*** Opening of Data supplied ***

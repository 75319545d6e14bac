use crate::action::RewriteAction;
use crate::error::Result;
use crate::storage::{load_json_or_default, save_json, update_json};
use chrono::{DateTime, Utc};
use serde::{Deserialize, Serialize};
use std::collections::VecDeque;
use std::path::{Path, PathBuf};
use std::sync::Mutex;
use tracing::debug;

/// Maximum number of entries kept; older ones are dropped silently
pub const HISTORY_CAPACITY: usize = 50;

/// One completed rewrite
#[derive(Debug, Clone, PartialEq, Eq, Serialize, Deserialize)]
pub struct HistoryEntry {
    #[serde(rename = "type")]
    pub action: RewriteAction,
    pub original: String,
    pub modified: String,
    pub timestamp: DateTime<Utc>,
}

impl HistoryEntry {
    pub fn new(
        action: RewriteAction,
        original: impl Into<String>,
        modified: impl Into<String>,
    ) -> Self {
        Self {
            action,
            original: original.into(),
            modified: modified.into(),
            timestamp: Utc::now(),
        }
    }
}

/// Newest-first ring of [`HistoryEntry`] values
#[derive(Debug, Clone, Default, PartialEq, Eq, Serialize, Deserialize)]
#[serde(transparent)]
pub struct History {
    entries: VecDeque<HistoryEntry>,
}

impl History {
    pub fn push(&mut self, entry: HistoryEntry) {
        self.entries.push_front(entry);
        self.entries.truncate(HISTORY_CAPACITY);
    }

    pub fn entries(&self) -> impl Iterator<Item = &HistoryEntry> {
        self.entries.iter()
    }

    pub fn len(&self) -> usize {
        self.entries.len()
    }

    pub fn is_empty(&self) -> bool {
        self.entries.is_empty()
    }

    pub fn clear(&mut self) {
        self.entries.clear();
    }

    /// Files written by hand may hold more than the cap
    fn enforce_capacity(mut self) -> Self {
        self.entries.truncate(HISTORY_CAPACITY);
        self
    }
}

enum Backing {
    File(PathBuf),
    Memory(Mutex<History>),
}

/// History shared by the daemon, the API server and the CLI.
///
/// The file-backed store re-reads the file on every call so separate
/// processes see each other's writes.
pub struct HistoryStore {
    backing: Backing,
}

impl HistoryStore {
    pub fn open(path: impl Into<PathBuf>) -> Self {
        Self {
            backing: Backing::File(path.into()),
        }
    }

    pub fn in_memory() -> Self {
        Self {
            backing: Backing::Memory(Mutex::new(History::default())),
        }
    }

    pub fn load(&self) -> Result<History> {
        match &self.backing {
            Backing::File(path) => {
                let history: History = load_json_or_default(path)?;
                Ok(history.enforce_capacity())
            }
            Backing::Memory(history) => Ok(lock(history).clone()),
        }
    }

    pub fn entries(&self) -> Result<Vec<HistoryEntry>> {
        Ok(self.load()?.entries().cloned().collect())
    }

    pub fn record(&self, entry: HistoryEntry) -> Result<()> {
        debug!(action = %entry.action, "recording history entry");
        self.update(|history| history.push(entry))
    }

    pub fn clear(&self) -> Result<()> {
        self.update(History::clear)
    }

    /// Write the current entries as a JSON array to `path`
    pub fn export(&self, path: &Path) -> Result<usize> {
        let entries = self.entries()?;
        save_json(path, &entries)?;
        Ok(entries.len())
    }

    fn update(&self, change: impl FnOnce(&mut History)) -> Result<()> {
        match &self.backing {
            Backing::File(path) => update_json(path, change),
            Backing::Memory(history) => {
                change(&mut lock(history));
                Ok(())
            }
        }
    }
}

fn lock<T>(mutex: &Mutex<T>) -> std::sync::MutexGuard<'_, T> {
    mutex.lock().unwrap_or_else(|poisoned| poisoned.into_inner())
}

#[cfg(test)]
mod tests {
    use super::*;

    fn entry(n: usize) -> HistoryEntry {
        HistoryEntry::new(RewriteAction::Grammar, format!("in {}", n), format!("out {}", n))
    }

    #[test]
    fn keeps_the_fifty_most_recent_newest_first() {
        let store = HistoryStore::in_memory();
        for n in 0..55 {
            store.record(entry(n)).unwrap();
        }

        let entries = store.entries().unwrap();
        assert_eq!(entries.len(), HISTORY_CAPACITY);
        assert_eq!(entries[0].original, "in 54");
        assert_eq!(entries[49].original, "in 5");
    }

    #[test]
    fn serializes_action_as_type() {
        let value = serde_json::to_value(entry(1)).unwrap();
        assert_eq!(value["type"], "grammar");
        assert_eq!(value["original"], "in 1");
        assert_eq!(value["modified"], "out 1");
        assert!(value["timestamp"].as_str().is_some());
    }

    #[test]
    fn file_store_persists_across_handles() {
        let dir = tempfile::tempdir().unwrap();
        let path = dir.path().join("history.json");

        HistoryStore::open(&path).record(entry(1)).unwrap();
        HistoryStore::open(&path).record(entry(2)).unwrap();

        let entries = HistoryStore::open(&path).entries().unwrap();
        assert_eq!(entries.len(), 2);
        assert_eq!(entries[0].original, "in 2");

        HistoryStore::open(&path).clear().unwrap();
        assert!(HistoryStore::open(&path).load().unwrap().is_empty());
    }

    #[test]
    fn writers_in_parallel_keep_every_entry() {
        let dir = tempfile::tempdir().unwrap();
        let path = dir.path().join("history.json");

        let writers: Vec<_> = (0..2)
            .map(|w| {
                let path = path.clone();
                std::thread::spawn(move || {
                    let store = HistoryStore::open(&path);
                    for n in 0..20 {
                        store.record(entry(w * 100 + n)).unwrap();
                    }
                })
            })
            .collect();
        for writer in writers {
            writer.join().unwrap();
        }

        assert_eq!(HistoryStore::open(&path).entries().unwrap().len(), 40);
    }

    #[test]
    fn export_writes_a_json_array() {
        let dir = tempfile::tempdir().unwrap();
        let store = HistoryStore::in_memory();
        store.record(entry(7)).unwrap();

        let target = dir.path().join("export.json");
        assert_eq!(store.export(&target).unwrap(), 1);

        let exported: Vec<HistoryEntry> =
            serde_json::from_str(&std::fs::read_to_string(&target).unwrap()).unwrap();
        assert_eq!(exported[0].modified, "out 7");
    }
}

*** Close of Data supplied ***

**Task directions:** Word for word, set down every line of the material above.

**Solved problem:**
repository 75319545d6e14bac
use crate::action::RewriteAction;
use crate::error::Result;
use crate::storage::{load_json_or_default, save_json, update_json};
use chrono::{DateTime, Utc};
use serde::{Deserialize, Serialize};
use std::collections::VecDeque;
use std::path::{Path, PathBuf};
use std::sync::Mutex;
use tracing::debug;

/// Maximum number of entries kept; older ones are dropped silently
pub const HISTORY_CAPACITY: usize = 50;

/// One completed rewrite
#[derive(Debug, Clone, PartialEq, Eq, Serialize, Deserialize)]
pub struct HistoryEntry {
    #[serde(rename = "type")]
    pub action: RewriteAction,
    pub original: String,
    pub modified: String,
    pub timestamp: DateTime<Utc>,
}

impl HistoryEntry {
    pub fn new(
        action: RewriteAction,
        original: impl Into<String>,
        modified: impl Into<String>,
    ) -> Self {
        Self {
            action,
            original: original.into(),
            modified: modified.into(),
            timestamp: Utc::now(),
        }
    }
}

/// Newest-first ring of [`HistoryEntry`] values
#[derive(Debug, Clone, Default, PartialEq, Eq, Serialize, Deserialize)]
#[serde(transparent)]
pub struct History {
    entries: VecDeque<HistoryEntry>,
}

impl History {
    pub fn push(&mut self, entry: HistoryEntry) {
        self.entries.push_front(entry);
        self.entries.truncate(HISTORY_CAPACITY);
    }

    pub fn entries(&self) -> impl Iterator<Item = &HistoryEntry> {
        self.entries.iter()
    }

    pub fn len(&self) -> usize {
        self.entries.len()
    }

    pub fn is_empty(&self) -> bool {
        self.entries.is_empty()
    }

    pub fn clear(&mut self) {
        self.entries.clear();
    }

    /// Files written by hand may hold more than the cap
    fn enforce_capacity(mut self) -> Self {
        self.entries.truncate(HISTORY_CAPACITY);
        self
    }
}

enum Backing {
    File(PathBuf),
    Memory(Mutex<History>),
}

/// History shared by the daemon, the API server and the CLI.
///
/// The file-backed store re-reads the file on every call so separate
/// processes see each other's writes.
pub struct HistoryStore {
    backing: Backing,
}

impl HistoryStore {
    pub fn open(path: impl Into<PathBuf>) -> Self {
        Self {
            backing: Backing::File(path.into()),
        }
    }

    pub fn in_memory() -> Self {
        Self {
            backing: Backing::Memory(Mutex::new(History::default())),
        }
    }

    pub fn load(&self) -> Result<History> {
        match &self.backing {
            Backing::File(path) => {
                let history: History = load_json_or_default(path)?;
                Ok(history.enforce_capacity())
            }
            Backing::Memory(history) => Ok(lock(history).clone()),
        }
    }

    pub fn entries(&self) -> Result<Vec<HistoryEntry>> {
        Ok(self.load()?.entries().cloned().collect())
    }

    pub fn record(&self, entry: HistoryEntry) -> Result<()> {
        debug!(action = %entry.action, "recording history entry");
        self.update(|history| history.push(entry))
    }

    pub fn clear(&self) -> Result<()> {
        self.update(History::clear)
    }

    /// Write the current entries as a JSON array to `path`
    pub fn export(&self, path: &Path) -> Result<usize> {
        let entries = self.entries()?;
        save_json(path, &entries)?;
        Ok(entries.len())
    }

    fn update(&self, change: impl FnOnce(&mut History)) -> Result<()> {
        match &self.backing {
            Backing::File(path) => update_json(path, change),
            Backing::Memory(history) => {
                change(&mut lock(history));
                Ok(())
            }
        }
    }
}

fn lock<T>(mutex: &Mutex<T>) -> std::sync::MutexGuard<'_, T> {
    mutex.lock().unwrap_or_else(|poisoned| poisoned.into_inner())
}

#[cfg(test)]
mod tests {
    use super::*;

    fn entry(n: usize) -> HistoryEntry {
        HistoryEntry::new(RewriteAction::Grammar, format!("in {}", n), format!("out {}", n))
    }

    #[test]
    fn keeps_the_fifty_most_recent_newest_first() {
        let store = HistoryStore::in_memory();
        for n in 0..55 {
            store.record(entry(n)).unwrap();
        }

        let entries = store.entries().unwrap();
        assert_eq!(entries.len(), HISTORY_CAPACITY);
        assert_eq!(entries[0].original, "in 54");
        assert_eq!(entries[49].original, "in 5");
    }

    #[test]
    fn serializes_action_as_type() {
        let value = serde_json::to_value(entry(1)).unwrap();
        assert_eq!(value["type"], "grammar");
        assert_eq!(value["original"], "in 1");
        assert_eq!(value["modified"], "out 1");
        assert!(value["timestamp"].as_str().is_some());
    }

    #[test]
    fn file_store_persists_across_handles() {
        let dir = tempfile::tempdir().unwrap();
        let path = dir.path().join("history.json");

        HistoryStore::open(&path).record(entry(1)).unwrap();
        HistoryStore::open(&path).record(entry(2)).unwrap();

        let entries = HistoryStore::open(&path).entries().unwrap();
        assert_eq!(entries.len(), 2);
        assert_eq!(entries[0].original, "in 2");

        HistoryStore::open(&path).clear().unwrap();
        assert!(HistoryStore::open(&path).load().unwrap().is_empty());
    }

    #[test]
    fn writers_in_parallel_keep_every_entry() {
        let dir = tempfile::tempdir().unwrap();
        let path = dir.path().join("history.json");

        let writers: Vec<_> = (0..2)
            .map(|w| {
                let path = path.clone();
                std::thread::spawn(move || {
                    let store = HistoryStore::open(&path);
                    for n in 0..20 {
                        store.record(entry(w * 100 + n)).unwrap();
                    }
                })
            })
            .collect();
        for writer in writers {
            writer.join().unwrap();
        }

        assert_eq!(HistoryStore::open(&path).entries().unwrap().len(), 40);
    }

    #[test]
    fn export_writes_a_json_array() {
        let dir = tempfile::tempdir().unwrap();
        let store = HistoryStore::in_memory();
        store.record(entry(7)).unwrap();

        let target = dir.path().join("export.json");
        assert_eq!(store.export(&target).unwrap(), 1);

        let exported: Vec<HistoryEntry> =
            serde_json::from_str(&std::fs::read_to_string(&target).unwrap()).unwrap();
        assert_eq!(exported[0].modified, "out 7");
    }
}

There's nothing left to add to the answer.